Developer: Data East
Publisher: Sega
Release Date: September 1989
Recently I was thinking about how positive I have been toward the Sega Master System. 70% of them have been good so far? That's way too many. I've got to find some lesser games to balance things out. To do this I decided to go back to a game I have a bit of a history with. Captain Silver was one of the first SMS game I ever owned. I found it thrifting in my tiny hometown which I always thought was odd. It's hard to believe anyone in my town ever owned a Master System, but we had an Atari 7800 so I guess it's not that strange. I didn't have many SMS games at the time, so I played it enough for form a fairly strong opinion. That opinion was that it had to be one of the worst games on the console. Acquiring more games didn't change my opinion much either.
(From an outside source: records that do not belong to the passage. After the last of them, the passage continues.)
use {
    crate::{constants::*, CredentialError},
    parking_lot::RwLock,
    std::{
        error::Error,
        fmt::{Debug, Display, Formatter, Result as FmtResult},
    },
};

/// Error type returned by credential stores when the store itself fails.
pub type BoxError = Box<dyn Error + Send + Sync>;

/// An access key/secret key pair permitted to sign requests.
#[derive(Clone, PartialEq, Eq)]
pub struct Credential {
    /// The access key (`AWSAccessKeyId`).
    access_key: String,

    /// The secret key used to compute signatures.
    secret_key: String,
}

impl Credential {
    /// Create a new `Credential`, validating the lengths of the access key and secret key.
    pub fn new(access_key: impl Into<String>, secret_key: impl Into<String>) -> Result<Self, CredentialError> {
        let access_key = access_key.into();
        let secret_key = secret_key.into();

        if access_key.len() < ACCESS_KEY_MIN_LEN {
            return Err(CredentialError::AccessKeyTooShort);
        }
        if access_key.len() > ACCESS_KEY_MAX_LEN {
            return Err(CredentialError::AccessKeyTooLong);
        }
        if secret_key.len() < SECRET_KEY_MIN_LEN {
            return Err(CredentialError::SecretKeyTooShort);
        }
        if secret_key.len() > SECRET_KEY_MAX_LEN {
            return Err(CredentialError::SecretKeyTooLong);
        }

        Ok(Self {
            access_key,
            secret_key,
        })
    }

    /// Retrieve the access key.
    #[inline]
    pub fn access_key(&self) -> &str {
        &self.access_key
    }

    /// Retrieve the secret key.
    #[inline]
    pub fn secret_key(&self) -> &str {
        &self.secret_key
    }
}

impl Debug for Credential {
    fn fmt(&self, f: &mut Formatter<'_>) -> FmtResult {
        f.debug_struct("Credential").field("access_key", &self.access_key).finish_non_exhaustive()
    }
}

impl Display for Credential {
    fn fmt(&self, f: &mut Formatter<'_>) -> FmtResult {
        f.write_str(&self.access_key)
    }
}

/// Looks up the credential for an access key.
///
/// `Ok(None)` means the access key is unknown. `Err` is reserved for failures of the store itself
/// (e.g. the backing database is unavailable); these are reported to the caller as
/// [`SignatureError::InternalServiceError`][crate::SignatureError::InternalServiceError], never as
/// an unknown access key. Implementations must be safe for concurrent reads.
pub trait GetCredential {
    /// Return the credential for `access_key`, if any.
    fn get_credential(&self, access_key: &str) -> Result<Option<Credential>, BoxError>;
}

impl<T: GetCredential + ?Sized> GetCredential for &T {
    fn get_credential(&self, access_key: &str) -> Result<Option<Credential>, BoxError> {
        (**self).get_credential(access_key)
    }
}

/// A credential store holding the single active credential of a server process.
///
/// The credential can be replaced at runtime with [`set_credential`][Self::set_credential]; this
/// is serialized against concurrent lookups.
#[derive(Debug)]
pub struct SingleCredentialStore {
    credential: RwLock<Credential>,
}

impl SingleCredentialStore {
    /// Create a store holding `credential`.
    pub fn new(credential: Credential) -> Self {
        Self {
            credential: RwLock::new(credential),
        }
    }

    /// Return a copy of the active credential.
    pub fn credential(&self) -> Credential {
        self.credential.read().clone()
    }

    /// Replace the active credential.
    pub fn set_credential(&self, credential: Credential) {
        *self.credential.write() = credential;
    }
}

impl GetCredential for SingleCredentialStore {
    fn get_credential(&self, access_key: &str) -> Result<Option<Credential>, BoxError> {
        let credential = self.credential.read();
        if credential.access_key() == access_key {
            Ok(Some(credential.clone()))
        } else {
            Ok(None)
        }
    }
}

/// A [`GetCredential`] implementation that wraps a function.
///
/// Created by [`credential_lookup_fn`].
#[derive(Clone, Copy)]
pub struct CredentialLookupFn<F> {
    f: F,
}

impl<F> Debug for CredentialLookupFn<F> {
    fn fmt(&self, f: &mut Formatter<'_>) -> FmtResult {
        f.write_str("CredentialLookupFn")
    }
}

impl<F> GetCredential for CredentialLookupFn<F>
where
    F: Fn(&str) -> Result<Option<Credential>, BoxError>,
{
    fn get_credential(&self, access_key: &str) -> Result<Option<Credential>, BoxError> {
        (self.f)(access_key)
    }
}

/// Create a [`GetCredential`] implementation that wraps a function that can look up a credential.
///
/// If you need to encapsulate additional data (e.g. a database connection) to look up a key,
/// implement [`GetCredential`] on a struct instead.
pub fn credential_lookup_fn<F>(f: F) -> CredentialLookupFn<F>
where
    F: Fn(&str) -> Result<Option<Credential>, BoxError>,
{
    CredentialLookupFn {
        f,
    }
}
It was always one I ranked near the bottom. Several years after buying it I was playing some games for Twin Galaxies. My main goal was setting the record on Hang-On, but I had some extra room on my VHS tape. I decided to get a high score on Captain Silver since none had been submitted so far. My Hang-On record was beaten fairly quickly by someone with more focus than me, but my Captain Silver record stood for years. I spent nearly a decade being the Captain Silver world champion. In spite of this, however, I'm not sure if I fully understood the game. I play it now and it's not quite the trainwreck I remember. Is it actually a better game that I had thought, or am I just getting soft in my golden years?
I can certainly tell that Captain Silver started life as an arcade game. It comes from the post-crash and pre-Street Fighter era where shooters and intense platformers ruled. Master System was full of arcade adaptations, and for the most part they tried to keep them authentic. Captain Silver certainly feels like a game that is still trying to eat your quarters. You move slowly and the enemies just keep coming. In the first level they are mostly dispatched with one hit, but as the levels go on, they become more difficult to defeat. I've never been a huge fan of these slow-moving side-scrollers, but I can't say it doesn't execute. The controls are fine, and I never had trouble attacking or jumping. I just find the whole thing a bit dull. There's nothing too exciting about slowly swinging a sword at a slow-moving enemy, even when there are several slow-moving enemies on the screen at the same time. There are a few branching paths and moving platforms that add some much-needed variety, and I enjoy earning extra lives by collecting letters that spell out Captain Silver from defeated enemies. There are also shops that sell a few power-ups, but unless you haven't upgraded your weapon all the way they are pretty useless. It just doesn't make much sense saving up 30,000 coins to buy an invincibility potion that only lasts about thirty seconds. Nothing they try keeps it from being uninteresting. It's certainly not one of the worst things I've ever played. However, there is another big problem with the American version of the game.
In most regions Captain Silver came out in 1988 with six levels. The American version came out a year later, and for some reason they took out two of the levels. The instruction manual even says there are six levels, but they are nowhere to be found. With the two levels missing Captain Silver takes a miniscule ten minutes to play through. Nobody is going to beat it on their first try, but it's not a particularly hard game either. By 1989 this kind of brevity was unacceptable. I can't think of a shorter game that wasn't insanely hard. Cybernoid only lasts about ten minutes, but it would take hours to get good enough to finish it. Captain Silver just doesn't have the challenge level to justify being so short. It is novel having an SMS game that I can actually finish, but it's not the most satisfying win.
I started this review by predicting that I was going to like Captain Silver more than I expected. I enjoyed it for the first couple of minutes, so I actually thought that it was better than I remembered. I suppose it was to a degree, but that's only because I thought it was one of the worst games of all time. At the very least I can say that it's not the worst game on Master System, and it probably won't be the worst game released in the US either. The controls and graphics are fine, and it can be entertaining in short bursts. As a complete package, however, it is too short and too basic to generate much interest. The Master System was known for its arcade ports, and Captain Silver was released after so many better ones had already been released. It even came out a month after the Genesis was released. Nobody was thinking about Captain Silver when there was 16-bit Altered Beast to play. Of course, it could be a better game than I'm giving it credit for. Maybe I'm just bitter because someone beat my record.
So, after all that Captain Silver still ends up in the bad section. At least it's near the top, and I'm even putting it above Robodemons. It is 138 overall which makes it the third best bad game I have ranked so far. On the Master System specific list, it ranks 10 out of 11. It's better than 20-em-1, but it is the worst of the American games I have played so far. There are 114 US games, so we'll have to get through 104 more to see if that dubious record holds. That would make it stronger than my Captain Silver record, but at least I'm not bitter about it. I just think about how somewhere out there someone played Captain Silver even more than I did. This is one of those stories where nobody wins.